Manitou Springs City Councilman Steve Bremner, a 20-year regular of Barr Trail and president of Friends of the Peak, said he and others with the stewarding nonprofit would like to see a reroute of the approximately first 2 miles.
That’s the portion that has regularly needed work since the official, public opening of the Manitou Incline in 2013. Many of the Incline’s 300,000-plus annual hikers have descended via that stretch of Barr, combining with traditional runners.
“There’s a lot of people pounding that trail, but the other thing is water,” Bremner said, explaining how runoff doesn’t properly exit the hillside, instead creating damaging, hazardous gullies along the trail. “If you’re trying to quantify which is worse, it’s pretty difficult. But I would say it’s the water on the trail, which is why we need to put together a redesign.”
Bremner has posed the idea to Rocky Mountain Field Institute, the local nonprofit that for years has been funded to tend to the trail every summer. RMFI’s executive director, Jennifer Peterson, said her organization would be interested in a reroute — “but only if all parties determined this is the best path forward.”

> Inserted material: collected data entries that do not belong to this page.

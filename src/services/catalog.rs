use crate::{
    common::validate_not_blank,
    db::DbPool,
    entities::{location, lot, product},
    errors::ServiceError,
};
use sea_orm::*;
use serde::Deserialize;
use std::sync::Arc;
use tracing::{info, instrument};
use utoipa::ToSchema;
use uuid::Uuid;
use validator::Validate;

#[derive(Debug, Clone, Deserialize, Validate, ToSchema)]
#[serde(rename_all = "camelCase")]
pub struct CreateProductRequest {
    #[validate(length(min = 1, max = 255), custom = "validate_not_blank")]
    pub name: String,
    #[validate(length(max = 64))]
    pub sku: Option<String>,
}

#[derive(Debug, Clone, Deserialize, Validate, ToSchema)]
#[serde(rename_all = "camelCase")]
pub struct CreateLocationRequest {
    #[validate(length(min = 1, max = 255), custom = "validate_not_blank")]
    pub name: String,
    #[validate(length(max = 64))]
    pub code: Option<String>,
}

/// Minimal product/location/lot lookups backing the ledger.
#[derive(Clone)]
pub struct CatalogService {
    db_pool: Arc<DbPool>,
}

impl CatalogService {
    pub fn new(db_pool: Arc<DbPool>) -> Self {
        Self { db_pool }
    }

    /// New products start with a cached stock of zero.
    #[instrument(skip(self, request), fields(name = %request.name))]
    pub async fn create_product(
        &self,
        request: CreateProductRequest,
    ) -> Result<product::Model, ServiceError> {
        let model = product::ActiveModel {
            id: Set(Uuid::new_v4()),
            name: Set(request.name.trim().to_string()),
            sku: Set(request.sku),
            ..Default::default()
        }
        .insert(self.db_pool.as_ref())
        .await?;

        info!(product_id = %model.id, "Product created");
        Ok(model)
    }

    pub async fn list_products(&self) -> Result<Vec<product::Model>, ServiceError> {
        Ok(product::Entity::find()
            .order_by_asc(product::Column::Name)
            .all(self.db_pool.as_ref())
            .await?)
    }

    pub async fn get_product(&self, id: Uuid) -> Result<product::Model, ServiceError> {
        product::Entity::find_by_id(id)
            .one(self.db_pool.as_ref())
            .await?
            .ok_or_else(|| ServiceError::NotFound(format!("Product {}", id)))
    }

    #[instrument(skip(self, request), fields(name = %request.name))]
    pub async fn create_location(
        &self,
        request: CreateLocationRequest,
    ) -> Result<location::Model, ServiceError> {
        let model = location::ActiveModel {
            id: Set(Uuid::new_v4()),
            name: Set(request.name.trim().to_string()),
            code: Set(request.code),
            ..Default::default()
        }
        .insert(self.db_pool.as_ref())
        .await?;

        info!(location_id = %model.id, "Location created");
        Ok(model)
    }

    pub async fn list_locations(&self) -> Result<Vec<location::Model>, ServiceError> {
        Ok(location::Entity::find()
            .order_by_asc(location::Column::Name)
            .all(self.db_pool.as_ref())
            .await?)
    }

    pub async fn list_lots(&self, product_id: Option<Uuid>) -> Result<Vec<lot::Model>, ServiceError> {
        let mut query = lot::Entity::find();
        if let Some(product_id) = product_id {
            query = query.filter(lot::Column::ProductId.eq(product_id));
        }
        Ok(query
            .order_by_asc(lot::Column::LotCode)
            .all(self.db_pool.as_ref())
            .await?)
    }
}

/// Fails with `NotFound` naming the location when it does not exist.
pub async fn require_location<C>(db: &C, location_id: Uuid, role: &str) -> Result<location::Model, ServiceError>
where
    C: ConnectionTrait,
{
    location::Entity::find_by_id(location_id)
        .one(db)
        .await?
        .ok_or_else(|| ServiceError::NotFound(format!("{} location {}", role, location_id)))
}

pub async fn require_product<C>(db: &C, product_id: Uuid) -> Result<product::Model, ServiceError>
where
    C: ConnectionTrait,
{
    product::Entity::find_by_id(product_id)
        .one(db)
        .await?
        .ok_or_else(|| ServiceError::NotFound(format!("Product {}", product_id)))
}

/// The lot must exist and belong to `product_id`.
pub async fn require_lot_for_product<C>(
    db: &C,
    lot_id: Uuid,
    product_id: Uuid,
) -> Result<lot::Model, ServiceError>
where
    C: ConnectionTrait,
{
    let lot = lot::Entity::find_by_id(lot_id)
        .one(db)
        .await?
        .ok_or_else(|| ServiceError::NotFound(format!("Lot {}", lot_id)))?;

    if lot.product_id != product_id {
        return Err(ServiceError::InvalidOperation(format!(
            "Lot {} does not belong to product {}",
            lot_id, product_id
        )));
    }
    Ok(lot)
}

The majority of land in question belongs to the city of Colorado Springs, but ultimate authority falls on the U.S. Forest Service, as the trail is within the federal system. A forest spokesperson in a statement told The Gazette such a reroute would require lengthy reviews.

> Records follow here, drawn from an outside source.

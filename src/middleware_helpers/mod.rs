pub mod extractors;
pub mod request_id;
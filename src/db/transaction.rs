//! Unit of work: one workflow invocation, one database transaction.

use crate::errors::ServiceError;
use sea_orm::{DatabaseConnection, DatabaseTransaction, TransactionError, TransactionTrait};
use std::future::Future;
use std::pin::Pin;
use tracing::{debug, warn};

/// Type alias for boxed future used in transactions
pub type BoxFuture<'a, T> = Pin<Box<dyn Future<Output = T> + Send + 'a>>;

/// Execute a function within a database transaction.
///
/// Commits when the closure returns `Ok` and rolls back on `Err`. The
/// closure's `ServiceError` is handed back unchanged, so business failures
/// like `InsufficientStock` keep their variant across the rollback.
///
/// ```rust,ignore
/// let moved = with_transaction(&db, |txn| {
///     Box::pin(async move {
///         let out = ledger::append(txn, debit).await?;
///         let inn = ledger::append(txn, credit).await?;
///         Ok((out, inn))
///     })
/// })
/// .await?;
/// ```
pub async fn with_transaction<F, T>(db: &DatabaseConnection, f: F) -> Result<T, ServiceError>
where
    F: for<'c> FnOnce(&'c DatabaseTransaction) -> BoxFuture<'c, Result<T, ServiceError>> + Send,
    T: Send,
{
    let result = db.transaction::<_, T, ServiceError>(f).await;

    match &result {
        Ok(_) => debug!("Transaction committed"),
        Err(TransactionError::Transaction(e)) => {
            debug!(code = e.code(), "Transaction rolled back")
        }
        Err(TransactionError::Connection(e)) => warn!(error = %e, "Transaction failed to run"),
    }

    result.map_err(|e| match e {
        TransactionError::Connection(db_err) => ServiceError::DatabaseError(db_err),
        TransactionError::Transaction(e) => e,
    })
}

#[cfg(test)]
mod tests {
    use super::*;
    use crate::entities::location;
    use assert_matches::assert_matches;
    use crate::db::memory_pool;
    use sea_orm::{ActiveModelTrait, EntityTrait, PaginatorTrait, Set};
    use uuid::Uuid;

    fn new_location(name: &str) -> location::ActiveModel {
        location::ActiveModel {
            id: Set(Uuid::new_v4()),
            name: Set(name.to_string()),
            code: Set(None),
            ..Default::default()
        }
    }

    #[tokio::test]
    async fn commits_on_ok() {
        let db = memory_pool().await;
        with_transaction(&db, |txn| {
            Box::pin(async move {
                new_location("Front").insert(txn).await?;
                Ok(())
            })
        })
        .await
        .unwrap();

        assert_eq!(location::Entity::find().count(&db).await.unwrap(), 1);
    }

    #[tokio::test]
    async fn rolls_back_and_keeps_error_variant() {
        let db = memory_pool().await;
        let result: Result<(), _> = with_transaction(&db, |txn| {
            Box::pin(async move {
                new_location("Back").insert(txn).await?;
                Err(ServiceError::InvalidOperation("abort".into()))
            })
        })
        .await;

        assert_matches!(result, Err(ServiceError::InvalidOperation(msg)) if msg == "abort");
        assert_eq!(location::Entity::find().count(&db).await.unwrap(), 0);
    }
}
//! Request correlation and HTTP tracing.
//!
//! Every request carries a [`RequestId`]; it is kept in a task-local while the
//! handler runs so error bodies and log lines can reference it without
//! threading it through every call.

use axum::http::Request;
use std::{cell::RefCell, fmt, future::Future};
use tower_http::{
    classify::{SharedClassifier, StatusInRangeAsFailures},
    trace::{
        DefaultOnBodyChunk, DefaultOnEos, DefaultOnFailure, DefaultOnRequest, DefaultOnResponse,
        MakeSpan, TraceLayer,
    },
};
use uuid::Uuid;

/// Request ID tracking information
#[derive(Clone, Debug, PartialEq, Eq)]
pub struct RequestId(pub String);

impl Default for RequestId {
    fn default() -> Self {
        RequestId(Uuid::new_v4().to_string())
    }
}

impl RequestId {
    pub fn new(value: impl Into<String>) -> Self {
        RequestId(value.into())
    }

    pub fn as_str(&self) -> &str {
        &self.0
    }
}

impl fmt::Display for RequestId {
    fn fmt(&self, f: &mut fmt::Formatter<'_>) -> fmt::Result {
        write!(f, "{}", self.0)
    }
}

tokio::task_local! {
    static CURRENT_REQUEST_ID: RefCell<Option<RequestId>>;
}

pub async fn scope_request_id<Fut, R>(request_id: RequestId, future: Fut) -> R
where
    Fut: Future<Output = R>,
{
    CURRENT_REQUEST_ID
        .scope(RefCell::new(Some(request_id)), future)
        .await
}

pub fn current_request_id() -> Option<RequestId> {
    CURRENT_REQUEST_ID
        .try_with(|cell| cell.borrow().clone())
        .ok()
        .flatten()
}

#[derive(Clone, Default)]
pub struct RequestSpanMaker;

impl<B> MakeSpan<B> for RequestSpanMaker {
    fn make_span(&mut self, request: &Request<B>) -> tracing::Span {
        let request_id = request
            .extensions()
            .get::<RequestId>()
            .cloned()
            .or_else(|| {
                request
                    .headers()
                    .get(crate::middleware_helpers::request_id::REQUEST_ID_HEADER)
                    .and_then(|v| v.to_str().ok())
                    .map(RequestId::new)
            })
            .unwrap_or_default();

        tracing::info_span!(
            "http.request",
            request_id = %request_id,
            method = %request.method(),
            uri = %request.uri(),
        )
    }
}

/// Trace layer that only classifies 5xx responses as failures; 4xx are
/// ordinary business outcomes for this service.
pub fn configure_http_tracing() -> TraceLayer<
    SharedClassifier<StatusInRangeAsFailures>,
    RequestSpanMaker,
    DefaultOnRequest,
    DefaultOnResponse,
    DefaultOnBodyChunk,
    DefaultOnEos,
    DefaultOnFailure,
> {
    let classifier = SharedClassifier::new(StatusInRangeAsFailures::new(500..=599));
    TraceLayer::new(classifier)
        .make_span_with(RequestSpanMaker)
        .on_request(DefaultOnRequest::default())
        .on_response(DefaultOnResponse::default())
        .on_body_chunk(DefaultOnBodyChunk::default())
        .on_eos(DefaultOnEos::default())
        .on_failure(DefaultOnFailure::default())
}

David Deitemeyer, the Springs parks department’s senior landscape architect, said the city’s first priority is finishing Incline return trails on the northern mountainside, opposite of Barr Trail. Two were finished last year — one “bailout” about halfway up the Incline and one lower — with an uppermost third in the works with land-owning Forest Service.
Asked whether the alternate routes have achieved their intended purpose to alleviate pressure on Barr, Deitemeyer said “it may be a little too premature to know.”

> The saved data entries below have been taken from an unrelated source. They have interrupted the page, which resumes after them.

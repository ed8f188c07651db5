pub mod location;
pub mod lot;
pub mod product;
pub mod quantity;
pub mod stock_movement;
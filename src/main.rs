use std::{net::SocketAddr, sync::Arc};

use anyhow::Context;
use tokio::{signal, sync::mpsc};
use tracing::{error, info};

use kiosk_inventory_api as api;

#[tokio::main]
async fn main() -> anyhow::Result<()> {
    let cfg = api::config::load_config().context("failed to load configuration")?;
    api::config::init_tracing(&cfg.log_level, cfg.log_json);
    api::handlers::health::init_start_time();

    // Init DB
    let db_pool = api::db::establish_connection_from_app_config(&cfg)
        .await
        .context("failed to connect to database")?;
    if cfg.auto_migrate {
        api::db::run_migrations(&db_pool).await.map_err(|e| {
            error!("Failed running migrations: {}", e);
            e
        })?;
    }
    let db_arc = Arc::new(db_pool);

    // Init events
    let (event_tx, event_rx) = mpsc::channel(cfg.event_channel_capacity);
    let event_sender = Arc::new(api::events::EventSender::new(event_tx));
    tokio::spawn(api::events::process_events(
        event_rx,
        vec![Arc::new(api::events::LoggingEventHandler)],
    ));

    let app_state = api::AppState::new(db_arc, cfg.clone(), event_sender);
    let app = api::app_router(app_state);

    // Bind and serve
    let host: std::net::IpAddr = cfg
        .host
        .parse()
        .with_context(|| format!("invalid host address '{}'", cfg.host))?;
    let addr = SocketAddr::new(host, cfg.port);
    info!(environment = %cfg.environment, "kiosk-inventory-api listening on http://{}", addr);
    let listener = tokio::net::TcpListener::bind(addr).await?;

    axum::serve(listener, app.into_make_service())
        .with_graceful_shutdown(shutdown_signal())
        .await?;

    info!("Server shut down");
    Ok(())
}

async fn shutdown_signal() {
    let ctrl_c = async {
        if let Err(err) = signal::ctrl_c().await {
            error!("failed to install Ctrl+C handler: {}", err);
            std::future::pending::<()>().await;
        }
    };

    #[cfg(unix)]
    let terminate = async {
        use tokio::signal::unix::{signal, SignalKind};

        match signal(SignalKind::terminate()) {
            Ok(mut sigterm) => {
                sigterm.recv().await;
            }
            Err(err) => {
                error!("failed to install SIGTERM handler: {}", err);
                std::future::pending::<()>().await;
            }
        }
    };

    #[cfg(not(unix))]
    let terminate = std::future::pending::<()>();

    tokio::select! {
        _ = ctrl_c => {},
        _ = terminate => {},
    }
}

He agreed with Bremner that lower Barr “is a little too steep to be sustainable,” with “compounding” issues from traffic and users cutting switchbacks — running down steep terrain and worsening erosion. But Deitemeyer sounded hesitant to commit to a new trail.
“If you reroute it, you’re running the risk of disturbing more of that natural hillside, and that can be a further detriment,” he said.
Deitemeyer commended RMFI’s maintenance over the years.
“If that process continued, I think we’d get to a point where we’d reach better equilibrium with the amount of use and still protecting that trail infrastructure,” he said. “It just takes time and money.”
In recent years, RMFI has collected $40,000 to commit to the trail, with about half of that coming from the city of Manitou Springs; a multi-agency agreement dictates the city supporting maintenance with fees from Barr Trail’s parking lot. Other nonprofits, such as Incline Friends, have written checks. Recently, the city of Colorado Springs’ Lodgers and Automobile Rental Tax committee — overseeing revenues from those taxes to be returned to tourism and capital improvements — earmarked $15,000 to RMFI for Barr Trail work.
Peterson said paying full-time staff and youth crews over several weeks “adds up.” Volunteers are “engaged,” she said, “but volunteers can’t be the primary workforce with the super technical work this requires.”
The annual money for RMFI “is money well spent to keep the trail viable,” Bremner said. Nonetheless, he has asked fellow Manitou city council members to consider money for researching a reroute.
“The design. That’s the main obstruction of why we have to keep on going back and maintaining it,” Bremner said.
The switchbacking design has been debated.
Longtime hiker and historian Eric Swab suspects Barr’s lower portion is a revision of Fred Barr’s construction 100 years ago; documents suggest the Forest Service might have built the stretch soon after World War II.
“It was designed well,” Swab said. “It’s just been over-used and abused, and there’s a lot of switchback cutting. It is loved to death, as we say.”